CRISTIAN GÓES, da Mangue Jornalismo
@josecrsitiangoes

Como já era esperado, a grande maioria dos deputados estaduais de Sergipe votou como pediu o governador Fábio Mitidieri (PSD) e aprovou apenas o primeiro passo para a privatização da água e da Companhia de Saneamento de Sergipe (Deso).

Foram 19 votos de deputados favoráveis em acabar com a Deso, que entrega o patrimônio do povo sergipano para empresas privadas e demite cerca de 1000 trabalhadores. Veja no final da reportagem quem votou para privatizar a Deso.

Apenas cinco deputados votaram contra o Projeto de Lei 31/2023 do governador e que busca privatizar a Deso.

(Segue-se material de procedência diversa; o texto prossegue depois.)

use crate::export::{ArchiveSink, ExportOutcome, ExportPipeline};
use crate::frames::{FrameCollection, Preview, SelectionSet};
use crate::upload::{Transition, UploadOrchestrator, UploadState, VideoAsset};
use std::path::PathBuf;
use tracing::{error, info};

#[derive(Debug, Clone, Default, PartialEq, Eq)]
pub enum ExportStatus {
    #[default]
    Idle,
    Saved {
        path: PathBuf,
        entries: usize,
    },
    Cancelled,
    Failed {
        reason: String,
    },
}

/// Everything the UI reads, updated only through the methods below.
pub struct SessionState {
    pub asset: Option<VideoAsset>,
    upload: UploadOrchestrator,
    selection: SelectionSet,
    preview: Preview,
    export: ExportStatus,
}

impl SessionState {
    pub fn new(upload: UploadOrchestrator) -> Self {
        Self {
            asset: None,
            upload,
            selection: SelectionSet::new(),
            preview: Preview::default(),
            export: ExportStatus::Idle,
        }
    }

    pub fn upload_state(&self) -> &UploadState {
        self.upload.state()
    }

    pub fn frames(&self) -> Option<&FrameCollection> {
        self.upload.state().frames()
    }

    pub fn selection(&self) -> &SelectionSet {
        &self.selection
    }

    pub fn preview(&self) -> Option<usize> {
        self.preview.shown()
    }

    pub fn export_status(&self) -> &ExportStatus {
        &self.export
    }

    pub fn can_submit(&self) -> bool {
        self.asset.is_some()
    }

    pub fn choose_asset(&mut self, asset: VideoAsset) {
        info!(file = %asset.name, bytes = asset.byte_size, "Video selected");
        self.asset = Some(asset);
    }

    /// Starts an upload of the chosen asset, superseding any attempt in flight.
    pub fn submit(&mut self) -> Option<u64> {
        let asset = self.asset.clone()?;
        self.selection.reset();
        self.preview.dismiss();
        self.export = ExportStatus::Idle;
        Some(self.upload.submit(asset))
    }

    /// Drains upload messages. Returns true if anything visible changed.
    pub fn poll(&mut self) -> bool {
        let transitions = self.upload.poll();
        if transitions.contains(&Transition::Succeeded) {
            if let Some(frames) = self.upload.state().frames() {
                self.selection.scope_to(frames);
            }
            self.preview.dismiss();
        }
        transitions.iter().any(|t| *t != Transition::Stale && *t != Transition::Unchanged)
    }

    pub fn toggle(&mut self, index: usize) {
        self.selection.toggle(index);
    }

    pub fn select_all(&mut self) {
        self.selection.select_all();
    }

    pub fn clear_selection(&mut self) {
        self.selection.clear();
    }

    pub fn show_preview(&mut self, index: usize) {
        if self.frames().is_some_and(|frames| index < frames.len()) {
            self.preview.show(index);
        }
    }

    pub fn dismiss_preview(&mut self) {
        self.preview.dismiss();
    }

    /// Exports the current selection. Failures land in [`ExportStatus::Failed`].
    pub fn export(&mut self, pipeline: &ExportPipeline, sink: &dyn ArchiveSink) {
        let Some(frames) = self.upload.state().frames() else {
            return;
        };

        self.export = match pipeline.export(&self.selection, frames, sink) {
            Ok(ExportOutcome::NothingSelected) => return,
            Ok(ExportOutcome::Cancelled) => ExportStatus::Cancelled,
            Ok(ExportOutcome::Saved { path, entries }) => ExportStatus::Saved { path, entries },
            Err(e) => {
                error!(error = %e, "Export failed");
                ExportStatus::Failed {
                    reason: e.to_string(),
                }
            }
        };
    }
}
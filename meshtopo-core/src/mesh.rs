//! Mesh data structures exchanged with the rendering side

use crate::error::{Error, Result};
use crate::point::*;
use serde::{Deserialize, Serialize};

/// A single input face: a triangle, or a legacy quad that is split into
/// two triangles on import.
#[derive(Debug, Clone, Copy, PartialEq, Eq, Serialize, Deserialize)]
pub enum PolygonFace {
    Triangle([usize; 3]),
    Quad([usize; 4]),
}

impl PolygonFace {
    /// Point indices in face order
    pub fn indices(&self) -> &[usize] {
        match self {
            PolygonFace::Triangle(t) => t,
            PolygonFace::Quad(q) => q,
        }
    }

    /// Fan-split into triangles sharing the first corner, keeping the winding.
    pub fn triangles(&self) -> Vec<[usize; 3]> {
        match *self {
            PolygonFace::Triangle(t) => vec![t],
            PolygonFace::Quad([a, b, c, d]) => vec![[a, b, c], [a, c, d]],
        }
    }
}

impl From<[usize; 3]> for PolygonFace {
    fn from(t: [usize; 3]) -> Self {
        PolygonFace::Triangle(t)
    }
}

impl From<[usize; 4]> for PolygonFace {
    fn from(q: [usize; 4]) -> Self {
        PolygonFace::Quad(q)
    }
}

/// Input mesh: points, faces of 3 or 4 point indices and one unit
/// normal per face computed by the caller.
#[derive(Debug, Clone, Default, Serialize, Deserialize)]
pub struct PolygonMesh {
    pub vertices: Vec<Point3d>,
    pub faces: Vec<PolygonFace>,
    pub normals: Vec<Vector3d>,
}

impl PolygonMesh {
    /// Create a new empty mesh
    pub fn new() -> Self {
        Self::default()
    }

    /// Create a mesh from points, faces and per-face normals
    pub fn from_parts(
        vertices: Vec<Point3d>,
        faces: Vec<PolygonFace>,
        normals: Vec<Vector3d>,
    ) -> Self {
        Self {
            vertices,
            faces,
            normals,
        }
    }

    /// Create a triangle mesh whose face normals are derived from the
    /// winding of each triangle.
    pub fn from_triangles(vertices: Vec<Point3d>, faces: Vec<[usize; 3]>) -> Result<Self> {
        let mut normals = Vec::with_capacity(faces.len());
        for (i, face) in faces.iter().enumerate() {
            let corner = |k: usize| {
                vertices.get(face[k]).ok_or_else(|| {
                    Error::InvalidData(format!(
                        "face {} references point {} but only {} exist",
                        i,
                        face[k],
                        vertices.len()
                    ))
                })
            };
            let normal = triangle_normal(corner(0)?, corner(1)?, corner(2)?).ok_or_else(|| {
                Error::InvalidData(format!("face {} has zero area", i))
            })?;
            normals.push(normal);
        }

        Ok(Self {
            vertices,
            faces: faces.into_iter().map(PolygonFace::Triangle).collect(),
            normals,
        })
    }

    /// Get the number of points
    pub fn vertex_count(&self) -> usize {
        self.vertices.len()
    }

    /// Get the number of input faces (quads count once)
    pub fn face_count(&self) -> usize {
        self.faces.len()
    }

    /// Number of triangles after quads are split
    pub fn triangle_count(&self) -> usize {
        self.faces
            .iter()
            .map(|f| match f {
                PolygonFace::Triangle(_) => 1,
                PolygonFace::Quad(_) => 2,
            })
            .sum()
    }

    /// Check if the mesh is empty
    pub fn is_empty(&self) -> bool {
        self.vertices.is_empty() || self.faces.is_empty()
    }

    /// All triangles with the normal of the face they came from.
    pub fn triangles(&self) -> Vec<([usize; 3], Vector3d)> {
        self.faces
            .iter()
            .zip(self.normals.iter())
            .flat_map(|(face, normal)| face.triangles().into_iter().map(move |t| (t, *normal)))
            .collect()
    }
}

/// Output mesh handed to the renderer: points, triangles and an optional
/// palette index per face.
#[derive(Debug, Clone, Default, PartialEq, Serialize, Deserialize)]
pub struct TriangleMesh {
    pub vertices: Vec<Point3d>,
    pub faces: Vec<[usize; 3]>,
    pub face_colors: Option<Vec<usize>>,
}

impl TriangleMesh {
    /// Create a new empty mesh
    pub fn new() -> Self {
        Self::default()
    }

    /// Create a mesh from vertices and faces
    pub fn from_vertices_and_faces(vertices: Vec<Point3d>, faces: Vec<[usize; 3]>) -> Self {
        Self {
            vertices,
            faces,
            face_colors: None,
        }
    }

    /// Get the number of vertices
    pub fn vertex_count(&self) -> usize {
        self.vertices.len()
    }

    /// Get the number of faces
    pub fn face_count(&self) -> usize {
        self.faces.len()
    }

    /// Check if the mesh is empty
    pub fn is_empty(&self) -> bool {
        self.vertices.is_empty() || self.faces.is_empty()
    }

    /// Calculate face normals. Degenerate faces get a zero vector.
    pub fn calculate_face_normals(&self) -> Vec<Vector3d> {
        self.faces
            .iter()
            .map(|face| {
                let v0 = self.vertices[face[0]];
                let v1 = self.vertices[face[1]];
                let v2 = self.vertices[face[2]];
                triangle_normal(&v0, &v1, &v2).unwrap_or_else(Vector3d::zeros)
            })
            .collect()
    }

    /// Set per-face palette indices
    pub fn set_face_colors(&mut self, colors: Vec<usize>) {
        if colors.len() == self.faces.len() {
            self.face_colors = Some(colors);
        }
    }

    /// Resolve the per-face palette indices against `palette`. Indices past
    /// the end of the palette wrap around.
    pub fn face_palette_colors(&self, palette: &[[u8; 3]]) -> Option<Vec<[u8; 3]>> {
        if palette.is_empty() {
            return None;
        }
        self.face_colors
            .as_ref()
            .map(|colors| colors.iter().map(|&c| palette[c % palette.len()]).collect())
    }

    /// Convert back into an input mesh, normals derived from the winding.
    pub fn to_polygon_mesh(&self) -> PolygonMesh {
        PolygonMesh {
            vertices: self.vertices.clone(),
            faces: self.faces.iter().copied().map(PolygonFace::Triangle).collect(),
            normals: self.calculate_face_normals(),
        }
    }
}
//! Vertex, edge and face records and their adjacency lists

use meshtopo_core::{Point3d, Vector3d};
use std::fmt;

slotmap::new_key_type! {
    /// Stable handle to a vertex, valid until the vertex is removed.
    pub struct VertexKey;
    /// Stable handle to an edge, valid until the edge is removed.
    pub struct EdgeKey;
    /// Stable handle to a face, valid until the face is removed.
    pub struct FaceKey;
}

/// A mesh vertex: position, incident edges and faces, and its cached
/// collapse cost.
#[derive(Debug, Clone)]
pub struct Vertex {
    pub position: Point3d,
    pub(crate) edges: Vec<EdgeKey>,
    pub(crate) faces: Vec<FaceKey>,
    pub(crate) collapse_cost: f64,
    pub(crate) collapse_target: Option<VertexKey>,
}

impl Vertex {
    /// A vertex with no incidences whose cost has not been computed yet.
    pub fn new(position: Point3d) -> Self {
        Self {
            position,
            edges: Vec::new(),
            faces: Vec::new(),
            collapse_cost: f64::INFINITY,
            collapse_target: None,
        }
    }

    pub fn edges(&self) -> &[EdgeKey] {
        &self.edges
    }

    pub fn faces(&self) -> &[FaceKey] {
        &self.faces
    }

    /// Number of incident edges
    pub fn valence(&self) -> usize {
        self.edges.len()
    }

    /// Cached cost of collapsing this vertex into [`Vertex::collapse_target`].
    /// Infinite until computed.
    pub fn collapse_cost(&self) -> f64 {
        self.collapse_cost
    }

    pub fn collapse_target(&self) -> Option<VertexKey> {
        self.collapse_target
    }
}

/// A mesh edge joining two vertices, shared by up to two faces.
#[derive(Debug, Clone, Default)]
pub struct Edge {
    pub(crate) vertices: Vec<VertexKey>,
    pub(crate) faces: Vec<FaceKey>,
}

impl Edge {
    pub fn new() -> Self {
        Self::default()
    }

    pub fn vertices(&self) -> &[VertexKey] {
        &self.vertices
    }

    pub fn faces(&self) -> &[FaceKey] {
        &self.faces
    }

    /// Both endpoints, once the edge is fully linked.
    pub fn endpoints(&self) -> Option<[VertexKey; 2]> {
        match self.vertices.as_slice() {
            [a, b] => Some([*a, *b]),
            _ => None,
        }
    }

    /// The endpoint that is not `v`.
    pub fn opposite(&self, v: VertexKey) -> Option<VertexKey> {
        let [a, b] = self.endpoints()?;
        if a == v {
            Some(b)
        } else if b == v {
            Some(a)
        } else {
            None
        }
    }

    pub fn contains(&self, v: VertexKey) -> bool {
        self.vertices.contains(&v)
    }

    /// Shared by exactly two faces.
    pub fn is_manifold(&self) -> bool {
        self.faces.len() == 2
    }
}

/// A triangular face. Vertex order defines the winding; edge `i` joins
/// vertex `i` and vertex `i + 1` (cyclically).
#[derive(Debug, Clone)]
pub struct Face {
    pub normal: Vector3d,
    pub(crate) vertices: Vec<VertexKey>,
    pub(crate) edges: Vec<EdgeKey>,
    pub(crate) color: Option<usize>,
}

impl Face {
    pub fn new(normal: Vector3d) -> Self {
        Self {
            normal,
            vertices: Vec::new(),
            edges: Vec::new(),
            color: None,
        }
    }

    pub fn vertices(&self) -> &[VertexKey] {
        &self.vertices
    }

    pub fn edges(&self) -> &[EdgeKey] {
        &self.edges
    }

    /// Palette index assigned by the colorizer
    pub fn color(&self) -> Option<usize> {
        self.color
    }

    pub fn corners(&self) -> Option<[VertexKey; 3]> {
        match self.vertices.as_slice() {
            [a, b, c] => Some([*a, *b, *c]),
            _ => None,
        }
    }

    /// The corner that is neither `a` nor `b`.
    pub fn apex(&self, a: VertexKey, b: VertexKey) -> Option<VertexKey> {
        let mut rest = self.vertices.iter().filter(|&&v| v != a && v != b);
        match (rest.next(), rest.next()) {
            (Some(&v), None) => Some(v),
            _ => None,
        }
    }

    /// Corners in winding order with `from` swapped for `to`.
    pub fn substituted(&self, from: VertexKey, to: VertexKey) -> Vec<VertexKey> {
        self.vertices
            .iter()
            .map(|&v| if v == from { to } else { v })
            .collect()
    }
}

/// Access to one adjacency list of an entity, keyed by the neighbour type.
pub trait Links<K> {
    fn links(&self) -> &[K];
    fn links_mut(&mut self) -> &mut Vec<K>;
}

macro_rules! impl_links {
    ($entity:ty, $key:ty, $field:ident) => {
        impl Links<$key> for $entity {
            fn links(&self) -> &[$key] {
                &self.$field
            }

            fn links_mut(&mut self) -> &mut Vec<$key> {
                &mut self.$field
            }
        }
    };
}

impl_links!(Vertex, EdgeKey, edges);
impl_links!(Vertex, FaceKey, faces);
impl_links!(Edge, VertexKey, vertices);
impl_links!(Edge, FaceKey, faces);
impl_links!(Face, VertexKey, vertices);
impl_links!(Face, EdgeKey, edges);

/// An entity addressed by its dense ID.
#[derive(Debug, Clone, Copy, PartialEq, Eq, Hash)]
pub enum Element {
    Vertex(usize),
    Edge(usize),
    Face(usize),
}

impl fmt::Display for Element {
    fn fmt(&self, f: &mut fmt::Formatter<'_>) -> fmt::Result {
        match self {
            Element::Vertex(id) => write!(f, "vertex {}", id),
            Element::Edge(id) => write!(f, "edge {}", id),
            Element::Face(id) => write!(f, "face {}", id),
        }
    }
}
#[cfg(test)]
mod tests {
    use super::*;
    use crate::test_meshes::{bipyramid, octahedron, single_triangle, tetrahedron};
    use meshtopo_core::{CostConfig, PolygonMesh};
    use std::collections::HashSet;

    fn build(mesh: &PolygonMesh) -> Topology {
        Topology::from_polygon_mesh(mesh, CostConfig::default()).unwrap()
    }

    fn counts(topo: &Topology) -> (usize, usize, usize) {
        (topo.vertex_count(), topo.edge_count(), topo.face_count())
    }

    /// Every edge of a closed, consistently wound mesh is walked once in
    /// each direction.
    fn assert_consistent_winding(topo: &Topology) {
        let mut directed = HashSet::new();
        for (_, _, f) in topo.faces().iter() {
            let c = f.vertices();
            for k in 0..3 {
                assert!(directed.insert((c[k], c[(k + 1) % 3])));
            }
        }
        for &(a, b) in &directed {
            assert!(directed.contains(&(b, a)));
        }
    }

    #[test]
    fn test_octahedron_collapse_counts() {
        let mut topo = build(&octahedron());
        let v0 = topo.vertex_to_collapse().unwrap();
        let v1 = topo.collapse_target(v0).unwrap().unwrap();
        let summary = topo.collapse_edge(v0, v1).unwrap();

        assert_eq!(counts(&topo), (5, 9, 6));
        assert_eq!(summary.faces_removed, 4);
        assert_eq!(summary.faces_created, 2);
        assert_eq!(summary.edges_created, 1);
        assert_eq!(summary.refreshed.len(), 4);
        topo.validate().unwrap();
        for (_, _, e) in topo.edges().iter() {
            assert!(e.is_manifold());
        }
        assert_consistent_winding(&topo);
    }

    #[test]
    fn test_keys_survive_compaction() {
        let mut topo = build(&octahedron());
        let last = topo.key::<VertexKey>(5).unwrap();
        let position = topo.vertex(last).unwrap().position;
        let v0 = topo.key::<VertexKey>(0).unwrap();
        let target = topo.vertex(v0).unwrap().collapse_target().unwrap();
        let summary = topo.collapse_edge_keys(v0, target).unwrap();

        // The last vertex moved into the freed ID 0; its key still resolves.
        assert_eq!(topo.id(last).unwrap(), 0);
        assert_eq!(topo.vertex(last).unwrap().position, position);
        assert_eq!(topo.vertex(v0).unwrap_err(), Error::StaleHandle("vertex"));
        assert_eq!(summary.survivor, target);
        assert!(topo.vertex(target).is_ok());
    }

    #[test]
    fn test_collapse_refreshes_neighbour_costs() {
        let mut topo = build(&octahedron());
        let summary = topo.collapse_edge(0, 2).unwrap();
        for v in summary.refreshed {
            let vertex = topo.vertex(v).unwrap();
            let target = vertex.collapse_target().unwrap();
            assert!(topo.vertex(target).is_ok());
            assert!(topo.edge_with_vertices(v, target).is_some());
            assert!(vertex.collapse_cost().is_finite());
        }
    }

    #[test]
    fn test_high_valence_collapse() {
        // The top pole of a hexagonal bipyramid has valence 6: six faces go,
        // four come back and three diagonals are added.
        let mut topo = build(&bipyramid(6));
        assert_eq!(counts(&topo), (8, 18, 12));
        let summary = topo.collapse_edge(6, 0).unwrap();

        assert_eq!(counts(&topo), (7, 15, 10));
        assert_eq!(summary.faces_removed, 6);
        assert_eq!(summary.faces_created, 4);
        assert_eq!(summary.edges_created, 3);
        topo.validate().unwrap();
        assert_consistent_winding(&topo);

        let survivor = topo.vertex(summary.survivor).unwrap();
        assert_eq!(survivor.valence(), 6);
        for (_, _, f) in topo.faces().iter() {
            assert!(f.normal.norm() > 0.99);
        }
    }

    #[test]
    fn test_split_then_collapse_round_trip() {
        let mut topo = build(&single_triangle());
        let center = topo.face_center(topo.key(0).unwrap()).unwrap();
        let n = topo.split_face(0, center).unwrap();
        assert_eq!(counts(&topo), (4, 6, 3));

        let v0 = topo.id(n).unwrap();
        let summary = topo.collapse_edge(v0, 0).unwrap();
        assert_eq!(counts(&topo), (3, 3, 1));
        assert_eq!(summary.edges_created, 0);
        assert_eq!(summary.faces_created, 1);
        topo.validate().unwrap();

        let face = topo.faces().get_by_id(0).unwrap();
        let ids: Vec<usize> = face.vertices().iter().map(|&k| topo.id(k).unwrap()).collect();
        assert_eq!(ids, vec![1, 2, 0]);
    }

    #[test]
    fn test_round_trip_into_each_corner() {
        for corner in 0..3 {
            let mut topo = build(&octahedron());
            let f = topo.key::<FaceKey>(3).unwrap();
            let corner_key = topo.face(f).unwrap().vertices()[corner];
            let center = topo.face_center(f).unwrap();
            let n = topo.split_face_key(f, center).unwrap();
            topo.refresh_costs_around(n).unwrap();

            topo.collapse_edge_keys(n, corner_key).unwrap();
            assert_eq!(counts(&topo), (6, 12, 8));
            topo.validate().unwrap();
            assert_consistent_winding(&topo);
        }
    }

    #[test]
    fn test_rejects_non_adjacent() {
        let mut topo = build(&octahedron());
        // Vertices 0 and 1 are opposite poles.
        let err = topo.collapse_edge(0, 1).unwrap_err();
        assert!(matches!(err, Error::Precondition(_)));
        assert!(matches!(topo.collapse_edge(0, 0), Err(Error::Precondition(_))));
        assert!(matches!(topo.collapse_edge(0, 17), Err(Error::InvalidId { .. })));
        assert_eq!(counts(&topo), (6, 12, 8));
    }

    #[test]
    fn test_rejects_boundary_vertex() {
        let mut topo = build(&single_triangle());
        let err = topo.collapse_edge(0, 1).unwrap_err();
        assert!(matches!(err, Error::Precondition(_)));
        assert_eq!(counts(&topo), (3, 3, 1));
        topo.validate().unwrap();
    }

    #[test]
    fn test_rejects_tetrahedron_collapse() {
        // Any tetrahedron collapse would fold it into two copies of the
        // same triangle.
        let mut topo = build(&tetrahedron());
        let err = topo.collapse_edge(0, 1).unwrap_err();
        assert!(matches!(err, Error::Precondition(_)));
        assert_eq!(counts(&topo), (4, 6, 4));
        topo.validate().unwrap();
    }

    #[test]
    fn test_rejects_link_condition_violation() {
        let mut topo = build(&octahedron());
        let key = |topo: &Topology, id| topo.key::<VertexKey>(id).unwrap();
        let (v0, v2, v3) = (key(&topo, 0), key(&topo, 2), key(&topo, 3));
        topo.collapse_edge_keys(v0, v2).unwrap();

        // 2 and 3 are now joined, and share neighbour 1 besides the apexes
        // 4 and 5 of their edge.
        let before = counts(&topo);
        let err = topo.collapse_edge_keys(v3, v2).unwrap_err();
        assert!(matches!(err, Error::Precondition(_)));
        assert_eq!(counts(&topo), before);
        topo.validate().unwrap();
    }
}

Foram Chico do Correio (PT), Georgeo Passos (Cidadania), Linda Brasil (PSOL), Marcos Oliveira (PL) e Paulo Júnior PV),

A aprovação desse primeiro passo para entregar a água de Sergipe para empresas privadas ocorreu, de modo estratégico, na madrugada de sábado, dia 23. A Assembleia Legislativa estava cercada de policiais militares e o povo foi impedido de participar.

Assim, a maioria dos deputados estaduais aprovou a transformação de 13 microrregiões de saneamento do estado em apenas uma. É esse “bloco único” que poderá ser leiloado e entregue para empresas privadas.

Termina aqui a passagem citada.